Key changes in the revised SF-328 form process include:
- Embedding compliance requirements directly into the form
- Lowering the foreign revenue threshold triggering disclosure from 30% to 15%, broadening the scope of companies subject to FOCI review
- Asking about 5% or more direct or indirect ownership in the entity filling out the form from a foreign source, as well as questions about certain leadership positions and concurrent service at foreign-owned companies
Contractors who submitted SF-328 before May 12, 2025, do not need to refile the old form, but all new submissions must use the updated form. Any new foreign investment or governance changes involving contractors working on defense projects must be reported via the updated SF-328.
For companies seeking to ensure compliance, the following actions are recommended:
- Use the latest SF-328 form embedded in the National Industry Security System (NISS) system, available from the Defense Counterintelligence and Security Agency.
- Review guidance and expert legal commentary, such as the podcasts with international trade attorneys discussing the form's updates in detail.
- Engage legal counsel or consulting firms specializing in government contracts and FOCI compliance to guide through nuanced disclosure requirements and FOCI mitigation strategies.
- Monitor official DCSA communications and Homeland Security Acquisition Manual updates for evolving procedural details.
The SF-328 form is typically required to be submitted as part of a proposal package for government contracts with the Department of Defense (DoD). The new form also mentions SBIR, STTR programs, and CMMC, indicating that these programs will be subject to the new requirements. It's unclear whether new solicitation documents and RFPs require an SF-328 at this time.
DCSA conducts personnel and facility security clearances for the DoD and most of the federal government. To learn more about the complex rules and requirements of providing critical technology to the government, visit the DCSA's website, which offers videos and links to a training resource called CDSE.

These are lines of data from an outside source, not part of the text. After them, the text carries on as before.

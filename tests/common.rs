//! tests/common.rs
//! Common constants and helpers shared across test files

use symcrypt_rs::{EncryptionScheme, KeyMetadata, SchemeAlgorithm, SymmetricKey};
use symcrypt_rs::CipherAlgorithm;

/// Fast iteration count for password tests - KDF cost is measured nowhere here.
#[allow(dead_code)] // Used across multiple test files
pub const TEST_ITERATIONS: u32 = 5;

#[allow(dead_code)] // Used across multiple test files
pub const TEST_PASSWORD: &str = "Hello";

/// Fixed key material for deterministic scenarios.
#[allow(dead_code)]
pub const TEST_ENC_KEY: [u8; 16] = [
    0x2b, 0x7e, 0x15, 0x16, 0x28, 0xae, 0xd2, 0xa6, 0xab, 0xf7, 0x15, 0x88, 0x09, 0xcf, 0x4f, 0x3c,
];

#[allow(dead_code)]
pub const TEST_MAC_KEY: [u8; 32] = [0x5c; 32];

#[allow(dead_code)]
pub const TEST_IV: [u8; 16] = [
    0x00, 0x01, 0x02, 0x03, 0x04, 0x05, 0x06, 0x07, 0x08, 0x09, 0x0a, 0x0b, 0x0c, 0x0d, 0x0e, 0x0f,
];

/// Plaintext lengths exercised by round-trip tests for a 16-byte block.
#[allow(dead_code)]
pub const TEST_LENGTHS: &[usize] = &[0, 1, 15, 16, 17, 31, 160, 1000, 4099];

#[allow(dead_code)]
pub const BOTH_SCHEMES: [SchemeAlgorithm; 2] = [
    SchemeAlgorithm::Aes128CbcHmacSha256Sympad,
    SchemeAlgorithm::Aes128CtrHmacSha256Sympad,
];

/// Deterministic scheme built from the fixed test material.
#[allow(dead_code)]
pub fn fixed_scheme(algorithm: SchemeAlgorithm, mac_key: &[u8]) -> EncryptionScheme {
    let key = SymmetricKey::from_bytes(CipherAlgorithm::AES_128, &TEST_ENC_KEY, KeyMetadata::new())
        .unwrap();
    EncryptionScheme::make_scheme(algorithm, "fixed", key, mac_key, &TEST_IV, None).unwrap()
}

/// Patterned plaintext so misplaced blocks show up in comparisons.
#[allow(dead_code)]
pub fn pattern(len: usize) -> Vec<u8> {
    (0..len).map(|i| (i % 251) as u8).collect()
}
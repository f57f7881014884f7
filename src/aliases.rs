//! # Secure-Gate Type Aliases
//!
//! This module provides type aliases for secure memory management using
//! [`secure-gate`](https://github.com/Slurp9187/secure-gate). Every buffer that holds key
//! material, chaining state or keystream is wrapped so it is zeroized on drop and can
//! only be read through an explicit `.expose_secret()`.
//!
//! ## Type Categories
//!
//! ### HMAC Primitives
//! - [`HmacSha256`] - HMAC-SHA256 for stream authentication and file MACs
//! - [`HmacSha512`] - HMAC-SHA512 for PBKDF2 key derivation
//!
//! ### Generic Secure Buffers
//! - [`SpanBuffer<N>`] - Generic secure stack buffer for any size `N`
//!
//! ### Semantic Fixed-Size Types
//! - [`Block16`] - one 16-byte cipher block (also holds 8-byte blocks)
//! - [`ChainBlock16`] - CBC previous-ciphertext block or CTR counter block
//! - [`KeyBuffer32`] - fixed-capacity raw symmetric key storage
//! - [`MacKey32`] - 32-byte HMAC-SHA256 key
//! - [`Iv16`] - 16-byte IV / initial counter block
//! - [`Salt16`] - 16-byte salt for password derivation
//! - [`Tag32`] - 32-byte authentication tag
//! - [`DerivedKeys48`] - password-derived encryption key followed by the MAC key
//!
//! ### Dynamic Secrets
//! - [`PasswordString`] - Secure password string wrapper

use hmac::Hmac;
use sha2::{Sha256, Sha512};

pub type HmacSha256 = Hmac<Sha256>;
pub type HmacSha512 = Hmac<Sha512>;

// ─────────────────────────────────────────────────────────────────────────────
// SpanBuffer: generic secure stack buffer (direct alias to secure-gate's Fixed)
// ─────────────────────────────────────────────────────────────────────────────
pub type SpanBuffer<const N: usize> = secure_gate::Fixed<[u8; N]>;

// Semantic sub-types: alphabetical order
pub type Block16 = SpanBuffer<16>; // one cipher block (8-byte ciphers use a prefix)
pub type ChainBlock16 = SpanBuffer<16>; // CBC previous ciphertext / CTR counter
pub type DerivedKeys48 = SpanBuffer<48>; // PBKDF2 output: enc key ‖ MAC key
pub type Iv16 = SpanBuffer<16>; // scheme IV, CTR initial counter block
pub type KeyBuffer32 = SpanBuffer<32>; // raw key, up to 256 bits
pub type MacKey32 = SpanBuffer<32>; // HMAC-SHA256 key
pub type Salt16 = SpanBuffer<16>; // password salt
pub type Tag32 = SpanBuffer<32>; // HMAC-SHA256 tag

// ─────────────────────────────────────────────────────────────────────────────
// Dynamic secrets
// ─────────────────────────────────────────────────────────────────────────────
pub type PasswordString = secure_gate::Dynamic<String>;
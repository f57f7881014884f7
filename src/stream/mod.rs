//! src/stream/mod.rs
//! Chunked stream plumbing shared by the cipher-only and authenticated drivers

pub mod cursor;
pub mod driver;
pub mod source;

pub use cursor::{plan_chunk, ChunkPlan, StreamCursor};
pub use driver::{decrypt_stream, encrypt_stream, StreamSummary};
pub use source::{ByteSource, SizedReader};
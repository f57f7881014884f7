//! src/stream/source.rs
//! Byte sources with a length known up front

use crate::error::CryptError;
use std::fs::File;
use std::io::{self, BufReader, Cursor, Read};
use std::path::Path;

/// A `Read` that knows how many bytes it has left.
///
/// The drivers plan the final chunk from `bytes_remaining()`, so it must be
/// exact. A source that ends early surfaces as an `UnexpectedEof` I/O error.
pub trait ByteSource: Read {
    fn bytes_remaining(&self) -> u64;
}

impl<T: AsRef<[u8]>> ByteSource for Cursor<T> {
    #[inline]
    fn bytes_remaining(&self) -> u64 {
        (self.get_ref().as_ref().len() as u64).saturating_sub(self.position())
    }
}

impl<S: ByteSource + ?Sized> ByteSource for &mut S {
    #[inline]
    fn bytes_remaining(&self) -> u64 {
        (**self).bytes_remaining()
    }
}

/// Any reader paired with a declared length.
///
/// Reads never go past the declared length, even if the inner reader has more.
#[derive(Debug)]
pub struct SizedReader<R> {
    inner: R,
    remaining: u64,
}

impl<R: Read> SizedReader<R> {
    pub fn new(inner: R, len: u64) -> Self {
        Self {
            inner,
            remaining: len,
        }
    }

    pub fn into_inner(self) -> R {
        self.inner
    }
}

impl SizedReader<BufReader<File>> {
    /// Open a file, taking its length from metadata.
    pub fn open(path: impl AsRef<Path>) -> Result<Self, CryptError> {
        let file = File::open(path.as_ref())?;
        let len = file.metadata()?.len();
        Ok(Self::new(BufReader::new(file), len))
    }
}

impl<R: Read> Read for SizedReader<R> {
    fn read(&mut self, buf: &mut [u8]) -> io::Result<usize> {
        let cap = usize::try_from(self.remaining).unwrap_or(usize::MAX);
        let want = buf.len().min(cap);
        if want == 0 {
            return Ok(0);
        }
        let n = self.inner.read(&mut buf[..want])?;
        self.remaining -= n as u64;
        Ok(n)
    }
}

impl<R: Read> ByteSource for SizedReader<R> {
    #[inline]
    fn bytes_remaining(&self) -> u64 {
        self.remaining
    }
}

#[cfg(test)]
mod tests {
    use super::*;

    #[test]
    fn cursor_tracks_position() {
        let mut src = Cursor::new(vec![1u8; 10]);
        assert_eq!(src.bytes_remaining(), 10);
        let mut buf = [0u8; 4];
        src.read_exact(&mut buf).unwrap();
        assert_eq!(src.bytes_remaining(), 6);
    }

    #[test]
    fn sized_reader_stops_at_declared_len() {
        let mut src = SizedReader::new(&b"abcdef"[..], 4);
        let mut out = Vec::new();
        src.read_to_end(&mut out).unwrap();
        assert_eq!(out, b"abcd");
        assert_eq!(src.bytes_remaining(), 0);
    }

    #[test]
    fn overstated_len_is_unexpected_eof() {
        let mut src = SizedReader::new(&b"abc"[..], 8);
        let mut buf = [0u8; 8];
        let err = src.read_exact(&mut buf).unwrap_err();
        assert_eq!(err.kind(), io::ErrorKind::UnexpectedEof);
    }
}
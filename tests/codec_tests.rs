//! tests/codec_tests.rs
//! Key, scheme and signature blobs

mod common;
use common::{fixed_scheme, pattern, TEST_MAC_KEY};

use serde_json::Value;
use std::io::Cursor;
use symcrypt_rs::codec::{
    deserialize_key, deserialize_scheme, deserialize_signature, serialize_key, serialize_scheme,
    serialize_signature,
};
use symcrypt_rs::{
    decrypt_with_scheme, encrypt_with_scheme, CipherAlgorithm, CryptError, EncryptionScheme,
    KeyMetadata, SchemeAlgorithm, Signature, StreamOptions, SymmetricKey,
};

fn edit_scheme_json(scheme: &EncryptionScheme, edit: impl FnOnce(&mut Value)) -> Vec<u8> {
    let mut json: Value = serde_json::from_slice(&serialize_scheme(scheme).unwrap()).unwrap();
    edit(&mut json);
    serde_json::to_vec(&json).unwrap()
}

#[test]
fn key_blob_preserves_material_and_metadata() {
    for alg in [
        CipherAlgorithm::AES_192,
        CipherAlgorithm::TWOFISH_128,
        CipherAlgorithm::SIMON_128,
        CipherAlgorithm::TEA_128,
        CipherAlgorithm::RC4_128,
    ] {
        let meta = KeyMetadata::new()
            .with_name("archive")
            .with_purpose("backups")
            .with_owner("ops");
        let key = SymmetricKey::generate(alg, meta).unwrap();
        let back = deserialize_key(&serialize_key(&key).unwrap()).unwrap();
        assert_eq!(back.algorithm(), alg);
        assert_eq!(back.expose_key(), key.expose_key());
        assert_eq!(back.metadata().name(), "archive");
        assert_eq!(back.metadata().purpose(), "backups");
        assert_eq!(back.metadata().owner(), "ops");
        assert_eq!(back.metadata().not_after(), key.metadata().not_after());
    }
}

#[test]
fn reloaded_scheme_decrypts_original_ciphertext() {
    for alg in common::BOTH_SCHEMES {
        let scheme = EncryptionScheme::generate_scheme(alg, "reload").unwrap();
        let plain = pattern(1234);
        let mut sealed: Vec<u8> = Vec::new();
        encrypt_with_scheme(&scheme, Cursor::new(&plain), &mut sealed, &StreamOptions::new())
            .unwrap();

        let reloaded = deserialize_scheme(&serialize_scheme(&scheme).unwrap()).unwrap();
        assert_eq!(reloaded.algorithm(), alg);
        assert_eq!(reloaded.name(), "reload");
        let mut opened: Vec<u8> = Vec::new();
        decrypt_with_scheme(&reloaded, Cursor::new(&sealed), &mut opened, &StreamOptions::new())
            .unwrap();
        assert_eq!(opened, plain, "{alg}");
    }
}

#[test]
fn scheme_blob_names_mode_and_pad() {
    let cbc = fixed_scheme(SchemeAlgorithm::Aes128CbcHmacSha256Sympad, &TEST_MAC_KEY);
    let json: Value = serde_json::from_slice(&serialize_scheme(&cbc).unwrap()).unwrap();
    assert_eq!(json["mode"], "cbc");
    assert_eq!(json["pad"], "sympad");
    assert_eq!(json["name"], "fixed");
    assert!(json.get("message_id").is_none());

    let ctr = fixed_scheme(SchemeAlgorithm::Aes128CtrHmacSha256Sympad, &TEST_MAC_KEY);
    let json: Value = serde_json::from_slice(&serialize_scheme(&ctr).unwrap()).unwrap();
    assert_eq!(json["mode"], "ctr");
    assert_eq!(json["pad"], "none");
}

#[test]
fn inconsistent_scheme_blobs_are_rejected() {
    let scheme = fixed_scheme(SchemeAlgorithm::Aes128CbcHmacSha256Sympad, &TEST_MAC_KEY);
    let cases: Vec<(&str, Vec<u8>)> = vec![
        ("mode", edit_scheme_json(&scheme, |j| j["mode"] = "ctr".into())),
        ("pad", edit_scheme_json(&scheme, |j| j["pad"] = "pkcs7".into())),
        ("algorithm", edit_scheme_json(&scheme, |j| j["algorithm"] = "des-ecb".into())),
    ];
    for (desc, blob) in cases {
        let err = deserialize_scheme(&blob).err().unwrap();
        assert!(matches!(err, CryptError::Codec(_)), "{desc}: {err:?}");
    }

    let short_iv = edit_scheme_json(&scheme, |j| j["iv"] = "AAAA".into());
    assert!(matches!(deserialize_scheme(&short_iv), Err(CryptError::Init(_))));
}

#[test]
fn ctr_blob_written_with_sympad_pad_still_loads() {
    let scheme = fixed_scheme(SchemeAlgorithm::Aes128CtrHmacSha256Sympad, &TEST_MAC_KEY);
    let plain = pattern(777);
    let mut sealed: Vec<u8> = Vec::new();
    encrypt_with_scheme(&scheme, Cursor::new(&plain), &mut sealed, &StreamOptions::new()).unwrap();

    let blob = edit_scheme_json(&scheme, |j| j["pad"] = "sympad".into());
    let reloaded = deserialize_scheme(&blob).unwrap();
    assert_eq!(reloaded.algorithm(), SchemeAlgorithm::Aes128CtrHmacSha256Sympad);
    let mut opened: Vec<u8> = Vec::new();
    decrypt_with_scheme(&reloaded, Cursor::new(&sealed), &mut opened, &StreamOptions::new())
        .unwrap();
    assert_eq!(opened, plain);

    // re-serializing normalizes to the pad actually applied
    let json: Value = serde_json::from_slice(&serialize_scheme(&reloaded).unwrap()).unwrap();
    assert_eq!(json["pad"], "none");
}

#[test]
fn cbc_blob_with_pad_none_is_rejected() {
    let scheme = fixed_scheme(SchemeAlgorithm::Aes128CbcHmacSha256Sympad, &TEST_MAC_KEY);
    let blob = edit_scheme_json(&scheme, |j| j["pad"] = "none".into());
    assert!(matches!(deserialize_scheme(&blob), Err(CryptError::Codec(_))));

    let ctr = fixed_scheme(SchemeAlgorithm::Aes128CtrHmacSha256Sympad, &TEST_MAC_KEY);
    let blob = edit_scheme_json(&ctr, |j| j["pad"] = "pkcs7".into());
    assert!(matches!(deserialize_scheme(&blob), Err(CryptError::Codec(_))));
}

#[test]
fn scheme_requires_aes128_key() {
    let scheme = fixed_scheme(SchemeAlgorithm::Aes128CtrHmacSha256Sympad, &TEST_MAC_KEY);
    let twofish = SymmetricKey::generate(CipherAlgorithm::TWOFISH_128, KeyMetadata::new()).unwrap();
    let swapped = edit_scheme_json(&scheme, |j| {
        j["key"] = serde_json::from_slice(&serialize_key(&twofish).unwrap()).unwrap();
    });
    assert!(matches!(deserialize_scheme(&swapped), Err(CryptError::Init(_))));
}

#[test]
fn signature_blob() {
    let sig = Signature {
        signer: "release-bot".into(),
        algorithm: "ed25519".into(),
        signature: vec![0xde, 0xad, 0xbe, 0xef],
    };
    let blob = serialize_signature(&sig).unwrap();
    let json: Value = serde_json::from_slice(&blob).unwrap();
    assert_eq!(json["signature"], "3q2+7w==");
    assert_eq!(deserialize_signature(&blob).unwrap(), sig);

    let anonymous = br#"{"signer":"","algorithm":"ed25519","signature":""}"#;
    assert!(matches!(
        deserialize_signature(anonymous),
        Err(CryptError::Codec(_))
    ));
}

Grant Schweikert, a special counsel at Cooley, recommends that companies involved in the SBIR, STTR programs, or the Cybersecurity Maturity Model Certification (CMMC) program may be required to complete the SF-328 form in the future. He also suggests reading the NISPOM and checking out resources on the DCSA website for companies looking to enter the space and ensure compliance.
As the Defense Department tightens its grip on foreign investments in U.S. defense contractors, companies should treat FOCI risk management as an ongoing governance priority, not a one-time filing exercise. The broadening scope and strategic emphasis on proactive identification of foreign influence risks make it essential for companies to stay informed and prepared.
In the wake of the revised SF-328 form process, the federal workforce, including companies involved in the SBIR, STTR programs, or the Cybersecurity Maturity Model Certification (CMMC) program, should anticipate being subject to more stringent FOCI review. To stay informed and prepare for this workforce reimagined, companies are advised to utilize the latest SF-328 form, engage legal counsel, monitor official communications, and consult expert resources, such as the CDSE training on the DCSA's website. Adopting a proactive lifestyle that emphasizes chronicling technology developments, concurrent service, and foreign ownership will be crucial in managing FOCI risks in the sports and defense industries.